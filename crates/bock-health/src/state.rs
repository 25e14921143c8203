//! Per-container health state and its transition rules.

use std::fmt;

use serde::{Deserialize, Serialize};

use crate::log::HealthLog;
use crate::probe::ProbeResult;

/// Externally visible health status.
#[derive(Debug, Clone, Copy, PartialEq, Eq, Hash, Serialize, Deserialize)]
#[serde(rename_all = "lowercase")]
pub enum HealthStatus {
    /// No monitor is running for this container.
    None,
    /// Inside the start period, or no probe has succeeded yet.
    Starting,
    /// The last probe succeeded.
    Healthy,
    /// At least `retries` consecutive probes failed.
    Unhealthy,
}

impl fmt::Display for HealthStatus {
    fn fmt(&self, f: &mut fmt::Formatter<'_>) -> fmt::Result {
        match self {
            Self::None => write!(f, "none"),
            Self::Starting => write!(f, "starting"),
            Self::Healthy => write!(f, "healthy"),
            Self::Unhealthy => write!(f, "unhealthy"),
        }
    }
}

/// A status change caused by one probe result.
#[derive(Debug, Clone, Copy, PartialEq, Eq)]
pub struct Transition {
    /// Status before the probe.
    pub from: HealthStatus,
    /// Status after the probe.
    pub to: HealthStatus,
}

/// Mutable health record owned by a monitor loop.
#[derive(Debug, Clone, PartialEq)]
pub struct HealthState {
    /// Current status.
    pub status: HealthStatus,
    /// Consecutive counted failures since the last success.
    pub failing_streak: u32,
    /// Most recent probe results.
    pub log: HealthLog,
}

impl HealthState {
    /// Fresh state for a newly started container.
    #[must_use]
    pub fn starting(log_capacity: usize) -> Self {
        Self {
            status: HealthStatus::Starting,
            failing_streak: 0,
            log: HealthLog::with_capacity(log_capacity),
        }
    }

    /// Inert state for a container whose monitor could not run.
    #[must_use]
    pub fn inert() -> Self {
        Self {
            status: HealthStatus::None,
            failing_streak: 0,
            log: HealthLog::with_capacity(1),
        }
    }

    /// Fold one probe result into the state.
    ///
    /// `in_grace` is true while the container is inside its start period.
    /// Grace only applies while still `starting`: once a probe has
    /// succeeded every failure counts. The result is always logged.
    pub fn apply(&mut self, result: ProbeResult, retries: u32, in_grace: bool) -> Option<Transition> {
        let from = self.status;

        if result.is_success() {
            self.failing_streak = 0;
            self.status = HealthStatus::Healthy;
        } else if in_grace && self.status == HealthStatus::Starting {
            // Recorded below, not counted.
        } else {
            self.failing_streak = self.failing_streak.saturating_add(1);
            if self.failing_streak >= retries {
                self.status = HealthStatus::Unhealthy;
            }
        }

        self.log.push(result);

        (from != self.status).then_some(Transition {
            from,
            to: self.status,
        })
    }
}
☆ ☆ ☆ ☆ ☆
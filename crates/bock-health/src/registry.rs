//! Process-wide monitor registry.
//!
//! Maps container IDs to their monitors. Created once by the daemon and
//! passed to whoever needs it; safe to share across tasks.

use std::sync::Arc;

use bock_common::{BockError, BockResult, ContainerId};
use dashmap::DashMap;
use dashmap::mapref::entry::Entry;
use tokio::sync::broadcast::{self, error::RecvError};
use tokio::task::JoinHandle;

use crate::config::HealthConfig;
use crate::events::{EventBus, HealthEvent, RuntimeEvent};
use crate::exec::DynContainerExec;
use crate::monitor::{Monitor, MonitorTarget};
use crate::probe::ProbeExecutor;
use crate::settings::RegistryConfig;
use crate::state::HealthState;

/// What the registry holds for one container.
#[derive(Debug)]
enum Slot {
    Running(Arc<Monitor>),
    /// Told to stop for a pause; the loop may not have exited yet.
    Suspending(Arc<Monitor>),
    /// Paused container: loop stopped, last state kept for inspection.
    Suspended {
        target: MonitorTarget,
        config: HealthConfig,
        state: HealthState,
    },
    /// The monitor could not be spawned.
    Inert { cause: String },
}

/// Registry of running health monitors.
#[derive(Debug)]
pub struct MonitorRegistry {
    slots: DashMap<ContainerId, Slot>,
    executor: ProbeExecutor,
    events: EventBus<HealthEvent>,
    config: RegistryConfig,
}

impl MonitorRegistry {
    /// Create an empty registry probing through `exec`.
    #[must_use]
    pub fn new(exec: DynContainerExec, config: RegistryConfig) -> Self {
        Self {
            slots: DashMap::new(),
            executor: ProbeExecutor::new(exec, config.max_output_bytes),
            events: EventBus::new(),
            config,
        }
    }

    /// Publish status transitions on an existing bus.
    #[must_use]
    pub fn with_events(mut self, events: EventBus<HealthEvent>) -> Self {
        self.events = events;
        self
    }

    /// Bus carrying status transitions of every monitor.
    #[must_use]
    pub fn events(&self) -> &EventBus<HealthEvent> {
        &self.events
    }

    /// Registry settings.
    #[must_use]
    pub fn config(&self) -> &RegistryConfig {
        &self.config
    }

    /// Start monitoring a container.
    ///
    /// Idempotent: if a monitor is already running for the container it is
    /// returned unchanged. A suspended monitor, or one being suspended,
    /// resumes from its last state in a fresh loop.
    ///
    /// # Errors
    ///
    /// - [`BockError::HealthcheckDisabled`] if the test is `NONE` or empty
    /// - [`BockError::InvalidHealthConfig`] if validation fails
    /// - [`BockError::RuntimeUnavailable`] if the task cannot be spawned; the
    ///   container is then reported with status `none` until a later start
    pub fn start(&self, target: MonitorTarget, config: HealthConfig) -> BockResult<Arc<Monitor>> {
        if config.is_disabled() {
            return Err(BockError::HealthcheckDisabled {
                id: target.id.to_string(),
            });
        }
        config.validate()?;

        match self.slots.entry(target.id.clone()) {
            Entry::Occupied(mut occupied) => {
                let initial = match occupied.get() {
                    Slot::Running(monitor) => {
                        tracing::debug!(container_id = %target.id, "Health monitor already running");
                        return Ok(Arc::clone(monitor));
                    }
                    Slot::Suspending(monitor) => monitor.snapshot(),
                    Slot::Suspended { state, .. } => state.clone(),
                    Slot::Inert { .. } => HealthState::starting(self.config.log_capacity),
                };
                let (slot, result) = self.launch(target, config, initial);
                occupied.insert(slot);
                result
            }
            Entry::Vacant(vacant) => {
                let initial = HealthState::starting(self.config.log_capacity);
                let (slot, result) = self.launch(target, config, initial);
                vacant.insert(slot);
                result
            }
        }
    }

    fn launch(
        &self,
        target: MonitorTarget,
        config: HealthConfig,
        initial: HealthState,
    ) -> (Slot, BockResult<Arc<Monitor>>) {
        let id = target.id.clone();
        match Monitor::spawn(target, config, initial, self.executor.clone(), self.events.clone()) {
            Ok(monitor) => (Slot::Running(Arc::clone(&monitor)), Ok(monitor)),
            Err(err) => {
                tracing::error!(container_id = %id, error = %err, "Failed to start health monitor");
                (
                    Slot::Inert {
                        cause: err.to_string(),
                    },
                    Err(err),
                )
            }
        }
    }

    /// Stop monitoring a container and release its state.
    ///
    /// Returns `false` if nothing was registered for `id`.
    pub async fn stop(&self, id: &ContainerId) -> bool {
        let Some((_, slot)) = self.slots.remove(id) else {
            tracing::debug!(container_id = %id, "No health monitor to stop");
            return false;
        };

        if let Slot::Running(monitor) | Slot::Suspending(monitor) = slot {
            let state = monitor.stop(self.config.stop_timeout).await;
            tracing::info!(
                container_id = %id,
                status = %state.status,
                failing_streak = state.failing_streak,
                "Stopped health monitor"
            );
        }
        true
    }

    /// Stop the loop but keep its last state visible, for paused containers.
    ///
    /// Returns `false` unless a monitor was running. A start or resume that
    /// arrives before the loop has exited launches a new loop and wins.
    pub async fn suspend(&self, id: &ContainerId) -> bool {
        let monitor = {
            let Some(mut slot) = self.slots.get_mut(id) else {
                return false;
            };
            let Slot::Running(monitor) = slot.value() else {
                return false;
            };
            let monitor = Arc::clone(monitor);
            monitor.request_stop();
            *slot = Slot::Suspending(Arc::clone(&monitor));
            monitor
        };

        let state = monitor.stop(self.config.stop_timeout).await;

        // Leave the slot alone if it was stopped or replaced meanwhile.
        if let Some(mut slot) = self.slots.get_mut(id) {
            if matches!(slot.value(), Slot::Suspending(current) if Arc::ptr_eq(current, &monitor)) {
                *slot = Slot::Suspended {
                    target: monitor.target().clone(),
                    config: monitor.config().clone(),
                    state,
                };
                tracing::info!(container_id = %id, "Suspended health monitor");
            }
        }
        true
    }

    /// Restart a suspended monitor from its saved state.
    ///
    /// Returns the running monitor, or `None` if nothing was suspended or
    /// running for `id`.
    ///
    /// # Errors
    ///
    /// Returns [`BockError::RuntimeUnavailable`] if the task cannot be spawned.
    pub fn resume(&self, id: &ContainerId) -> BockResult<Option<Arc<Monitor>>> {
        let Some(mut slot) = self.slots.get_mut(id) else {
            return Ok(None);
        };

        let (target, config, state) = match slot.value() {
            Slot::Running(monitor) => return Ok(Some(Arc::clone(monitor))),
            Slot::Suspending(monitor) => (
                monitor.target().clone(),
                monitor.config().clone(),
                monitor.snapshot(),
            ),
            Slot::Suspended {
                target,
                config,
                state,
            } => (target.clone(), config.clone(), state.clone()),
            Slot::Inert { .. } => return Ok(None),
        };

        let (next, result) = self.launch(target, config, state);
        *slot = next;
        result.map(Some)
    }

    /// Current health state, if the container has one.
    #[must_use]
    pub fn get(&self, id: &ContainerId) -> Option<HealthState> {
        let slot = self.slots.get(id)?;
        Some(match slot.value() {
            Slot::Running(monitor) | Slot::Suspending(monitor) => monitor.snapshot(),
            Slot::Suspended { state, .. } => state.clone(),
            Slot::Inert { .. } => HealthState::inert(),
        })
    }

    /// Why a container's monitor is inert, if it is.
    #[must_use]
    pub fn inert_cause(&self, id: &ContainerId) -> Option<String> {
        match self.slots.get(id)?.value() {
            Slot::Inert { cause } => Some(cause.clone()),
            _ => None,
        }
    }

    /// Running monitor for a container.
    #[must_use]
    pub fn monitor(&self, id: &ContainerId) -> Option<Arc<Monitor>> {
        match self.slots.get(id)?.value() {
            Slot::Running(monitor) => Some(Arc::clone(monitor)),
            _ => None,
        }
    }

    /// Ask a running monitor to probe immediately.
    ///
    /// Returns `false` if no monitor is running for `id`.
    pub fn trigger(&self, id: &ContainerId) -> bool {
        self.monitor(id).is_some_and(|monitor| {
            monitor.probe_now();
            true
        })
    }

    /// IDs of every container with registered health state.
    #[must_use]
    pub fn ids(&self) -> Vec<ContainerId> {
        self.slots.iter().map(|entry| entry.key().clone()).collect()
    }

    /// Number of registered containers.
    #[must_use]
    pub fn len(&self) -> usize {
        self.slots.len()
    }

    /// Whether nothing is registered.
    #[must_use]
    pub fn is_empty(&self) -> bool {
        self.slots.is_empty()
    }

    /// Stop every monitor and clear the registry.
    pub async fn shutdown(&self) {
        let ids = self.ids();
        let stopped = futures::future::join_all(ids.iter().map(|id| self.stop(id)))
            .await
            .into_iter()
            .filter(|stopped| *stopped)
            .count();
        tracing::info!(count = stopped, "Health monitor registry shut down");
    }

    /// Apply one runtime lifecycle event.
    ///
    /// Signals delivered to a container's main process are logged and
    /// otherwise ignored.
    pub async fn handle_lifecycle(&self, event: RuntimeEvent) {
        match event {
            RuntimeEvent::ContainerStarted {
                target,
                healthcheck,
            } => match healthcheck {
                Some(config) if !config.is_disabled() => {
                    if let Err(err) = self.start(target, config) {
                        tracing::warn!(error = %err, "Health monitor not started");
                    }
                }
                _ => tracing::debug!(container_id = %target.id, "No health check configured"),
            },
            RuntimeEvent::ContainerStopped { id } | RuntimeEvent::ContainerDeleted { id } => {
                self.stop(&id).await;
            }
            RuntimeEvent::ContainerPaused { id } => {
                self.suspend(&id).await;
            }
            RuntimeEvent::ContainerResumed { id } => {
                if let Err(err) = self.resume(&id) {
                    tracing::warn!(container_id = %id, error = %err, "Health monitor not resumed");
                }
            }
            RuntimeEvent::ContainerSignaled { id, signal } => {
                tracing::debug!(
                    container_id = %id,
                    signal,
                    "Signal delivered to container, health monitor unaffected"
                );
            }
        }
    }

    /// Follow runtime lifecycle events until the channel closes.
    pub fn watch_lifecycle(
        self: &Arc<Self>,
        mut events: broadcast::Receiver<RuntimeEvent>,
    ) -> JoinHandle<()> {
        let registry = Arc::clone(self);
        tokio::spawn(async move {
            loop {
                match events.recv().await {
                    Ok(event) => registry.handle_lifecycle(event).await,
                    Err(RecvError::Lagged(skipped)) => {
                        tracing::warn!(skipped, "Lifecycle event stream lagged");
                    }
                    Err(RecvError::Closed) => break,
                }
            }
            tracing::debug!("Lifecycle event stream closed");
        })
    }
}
☆ ☆ ☆ ☆ ☆
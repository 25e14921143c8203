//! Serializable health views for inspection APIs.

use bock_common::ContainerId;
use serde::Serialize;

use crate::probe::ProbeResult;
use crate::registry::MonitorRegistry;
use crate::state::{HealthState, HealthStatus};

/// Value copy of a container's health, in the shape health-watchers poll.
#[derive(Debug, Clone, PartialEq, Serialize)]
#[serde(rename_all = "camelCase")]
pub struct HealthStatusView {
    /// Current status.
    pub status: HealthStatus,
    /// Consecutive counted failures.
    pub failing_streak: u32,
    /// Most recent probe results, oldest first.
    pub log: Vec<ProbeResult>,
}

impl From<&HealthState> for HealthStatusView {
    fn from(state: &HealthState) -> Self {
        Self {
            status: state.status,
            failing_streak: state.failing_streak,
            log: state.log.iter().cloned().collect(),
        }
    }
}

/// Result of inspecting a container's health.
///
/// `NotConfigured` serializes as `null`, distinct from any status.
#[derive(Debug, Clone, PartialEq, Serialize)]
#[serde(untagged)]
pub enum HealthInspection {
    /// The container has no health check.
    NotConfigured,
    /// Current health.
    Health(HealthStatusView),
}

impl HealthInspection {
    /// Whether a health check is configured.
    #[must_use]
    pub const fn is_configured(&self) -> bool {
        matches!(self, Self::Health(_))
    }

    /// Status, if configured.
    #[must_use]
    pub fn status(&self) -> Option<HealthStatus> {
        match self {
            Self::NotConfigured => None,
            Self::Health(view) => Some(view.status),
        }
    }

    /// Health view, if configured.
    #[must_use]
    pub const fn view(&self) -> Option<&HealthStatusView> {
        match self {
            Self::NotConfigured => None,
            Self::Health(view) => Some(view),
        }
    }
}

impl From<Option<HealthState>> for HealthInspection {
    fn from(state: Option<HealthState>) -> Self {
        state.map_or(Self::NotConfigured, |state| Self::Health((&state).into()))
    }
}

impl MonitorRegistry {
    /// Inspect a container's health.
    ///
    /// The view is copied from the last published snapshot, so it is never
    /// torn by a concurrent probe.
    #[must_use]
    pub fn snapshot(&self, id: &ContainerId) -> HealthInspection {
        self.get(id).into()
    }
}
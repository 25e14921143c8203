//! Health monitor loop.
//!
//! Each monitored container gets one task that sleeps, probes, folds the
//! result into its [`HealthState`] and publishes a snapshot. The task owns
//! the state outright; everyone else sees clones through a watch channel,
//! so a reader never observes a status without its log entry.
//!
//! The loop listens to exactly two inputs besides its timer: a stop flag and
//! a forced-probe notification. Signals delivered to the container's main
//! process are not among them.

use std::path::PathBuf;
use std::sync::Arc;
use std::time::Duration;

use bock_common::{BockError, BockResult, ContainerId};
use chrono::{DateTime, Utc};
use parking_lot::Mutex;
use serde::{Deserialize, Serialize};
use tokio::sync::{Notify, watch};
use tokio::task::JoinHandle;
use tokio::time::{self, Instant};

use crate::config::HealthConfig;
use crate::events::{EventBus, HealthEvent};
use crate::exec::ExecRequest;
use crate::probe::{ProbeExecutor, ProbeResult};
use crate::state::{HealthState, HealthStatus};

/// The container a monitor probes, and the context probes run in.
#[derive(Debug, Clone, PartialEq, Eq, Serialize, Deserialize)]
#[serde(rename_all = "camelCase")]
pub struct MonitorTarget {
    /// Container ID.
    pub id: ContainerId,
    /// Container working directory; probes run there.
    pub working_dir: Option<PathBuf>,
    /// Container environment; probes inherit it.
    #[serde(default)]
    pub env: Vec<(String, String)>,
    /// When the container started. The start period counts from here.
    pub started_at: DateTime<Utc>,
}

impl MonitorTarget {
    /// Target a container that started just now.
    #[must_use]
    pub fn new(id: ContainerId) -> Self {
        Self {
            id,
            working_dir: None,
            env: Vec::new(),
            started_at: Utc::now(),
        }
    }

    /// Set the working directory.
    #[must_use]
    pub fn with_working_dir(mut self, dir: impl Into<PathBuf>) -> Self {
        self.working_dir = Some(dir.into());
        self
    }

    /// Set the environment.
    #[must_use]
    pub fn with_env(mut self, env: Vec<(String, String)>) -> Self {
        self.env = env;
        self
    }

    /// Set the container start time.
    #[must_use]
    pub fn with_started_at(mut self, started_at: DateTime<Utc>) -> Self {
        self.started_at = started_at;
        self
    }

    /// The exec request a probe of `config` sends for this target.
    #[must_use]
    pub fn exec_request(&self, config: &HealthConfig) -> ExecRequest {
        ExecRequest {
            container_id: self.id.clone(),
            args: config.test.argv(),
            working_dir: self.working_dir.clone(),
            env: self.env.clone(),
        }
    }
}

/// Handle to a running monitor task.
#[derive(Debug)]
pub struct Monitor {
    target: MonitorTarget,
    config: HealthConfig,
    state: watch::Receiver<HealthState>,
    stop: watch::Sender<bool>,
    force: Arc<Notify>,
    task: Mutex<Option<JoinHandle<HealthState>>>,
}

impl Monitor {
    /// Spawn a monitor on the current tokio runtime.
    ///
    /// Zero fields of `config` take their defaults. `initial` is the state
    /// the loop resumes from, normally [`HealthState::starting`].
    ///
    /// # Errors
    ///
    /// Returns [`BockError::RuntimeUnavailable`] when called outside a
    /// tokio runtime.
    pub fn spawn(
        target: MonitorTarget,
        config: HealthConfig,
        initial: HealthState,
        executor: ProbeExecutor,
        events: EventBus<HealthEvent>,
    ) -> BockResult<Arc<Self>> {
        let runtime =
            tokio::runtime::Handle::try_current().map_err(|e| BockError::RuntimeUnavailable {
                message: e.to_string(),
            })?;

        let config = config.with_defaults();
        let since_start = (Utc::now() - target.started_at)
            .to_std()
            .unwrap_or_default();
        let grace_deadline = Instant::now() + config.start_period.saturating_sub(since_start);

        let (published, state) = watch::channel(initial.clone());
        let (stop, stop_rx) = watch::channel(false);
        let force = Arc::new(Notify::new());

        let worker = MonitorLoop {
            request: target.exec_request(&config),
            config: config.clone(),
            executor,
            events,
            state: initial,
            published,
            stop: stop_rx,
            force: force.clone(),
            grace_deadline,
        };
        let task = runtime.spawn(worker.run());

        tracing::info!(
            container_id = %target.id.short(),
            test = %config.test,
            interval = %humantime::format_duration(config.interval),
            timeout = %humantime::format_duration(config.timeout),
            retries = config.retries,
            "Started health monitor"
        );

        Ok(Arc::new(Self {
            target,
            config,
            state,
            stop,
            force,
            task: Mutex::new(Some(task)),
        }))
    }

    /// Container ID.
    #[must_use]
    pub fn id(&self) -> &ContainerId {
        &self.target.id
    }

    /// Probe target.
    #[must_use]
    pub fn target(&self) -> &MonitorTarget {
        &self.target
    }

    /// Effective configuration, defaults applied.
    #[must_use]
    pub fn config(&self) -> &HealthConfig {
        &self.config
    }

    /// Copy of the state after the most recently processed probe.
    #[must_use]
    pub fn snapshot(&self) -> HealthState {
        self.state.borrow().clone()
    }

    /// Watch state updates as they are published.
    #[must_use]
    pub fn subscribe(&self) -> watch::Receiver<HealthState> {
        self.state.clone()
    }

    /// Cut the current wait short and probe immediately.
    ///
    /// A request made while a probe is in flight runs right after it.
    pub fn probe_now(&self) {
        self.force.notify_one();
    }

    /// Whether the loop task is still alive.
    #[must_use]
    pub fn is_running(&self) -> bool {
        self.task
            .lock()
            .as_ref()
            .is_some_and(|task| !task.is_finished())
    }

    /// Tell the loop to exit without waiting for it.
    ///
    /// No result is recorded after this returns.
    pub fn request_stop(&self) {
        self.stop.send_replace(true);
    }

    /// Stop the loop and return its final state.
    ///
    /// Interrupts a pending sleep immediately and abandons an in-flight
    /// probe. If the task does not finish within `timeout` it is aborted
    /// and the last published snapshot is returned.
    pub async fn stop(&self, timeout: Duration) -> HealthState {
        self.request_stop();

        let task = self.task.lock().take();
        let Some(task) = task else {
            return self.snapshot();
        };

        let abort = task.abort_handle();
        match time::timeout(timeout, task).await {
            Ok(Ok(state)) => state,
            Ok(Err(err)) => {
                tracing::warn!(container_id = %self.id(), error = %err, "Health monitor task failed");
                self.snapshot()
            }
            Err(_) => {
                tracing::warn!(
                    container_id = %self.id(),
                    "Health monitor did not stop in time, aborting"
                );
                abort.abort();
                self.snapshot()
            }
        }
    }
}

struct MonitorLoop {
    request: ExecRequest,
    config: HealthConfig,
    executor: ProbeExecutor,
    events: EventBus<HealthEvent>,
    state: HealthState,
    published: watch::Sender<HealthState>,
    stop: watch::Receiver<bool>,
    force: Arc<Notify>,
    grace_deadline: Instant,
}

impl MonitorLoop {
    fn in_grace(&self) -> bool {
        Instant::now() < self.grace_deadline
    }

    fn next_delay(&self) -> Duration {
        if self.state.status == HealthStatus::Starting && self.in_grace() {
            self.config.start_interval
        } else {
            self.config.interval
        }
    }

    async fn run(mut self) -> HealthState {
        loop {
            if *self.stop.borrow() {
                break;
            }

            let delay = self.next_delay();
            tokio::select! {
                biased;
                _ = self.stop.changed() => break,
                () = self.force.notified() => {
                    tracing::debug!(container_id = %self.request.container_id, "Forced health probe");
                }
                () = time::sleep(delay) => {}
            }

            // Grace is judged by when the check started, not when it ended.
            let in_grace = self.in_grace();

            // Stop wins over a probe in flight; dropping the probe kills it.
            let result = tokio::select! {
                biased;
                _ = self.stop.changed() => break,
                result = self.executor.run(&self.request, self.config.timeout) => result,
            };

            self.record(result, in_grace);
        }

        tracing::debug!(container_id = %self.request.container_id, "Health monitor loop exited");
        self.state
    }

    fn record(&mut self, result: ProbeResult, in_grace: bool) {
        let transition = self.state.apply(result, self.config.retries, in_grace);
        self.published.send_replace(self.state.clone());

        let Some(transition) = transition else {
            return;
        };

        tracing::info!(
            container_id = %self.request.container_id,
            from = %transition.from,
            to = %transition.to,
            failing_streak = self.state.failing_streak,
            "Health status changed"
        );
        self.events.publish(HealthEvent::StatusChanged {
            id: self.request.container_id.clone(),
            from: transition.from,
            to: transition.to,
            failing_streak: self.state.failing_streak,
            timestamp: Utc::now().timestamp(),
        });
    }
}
☆ ☆ ☆ ☆ ☆
# Your task
Determine which lines above include the word "once", and report those lines in full.

# Exercise result
    /// Grace only applies while still `starting`: once a probe has
//! Maps container IDs to their monitors. Created once by the daemon and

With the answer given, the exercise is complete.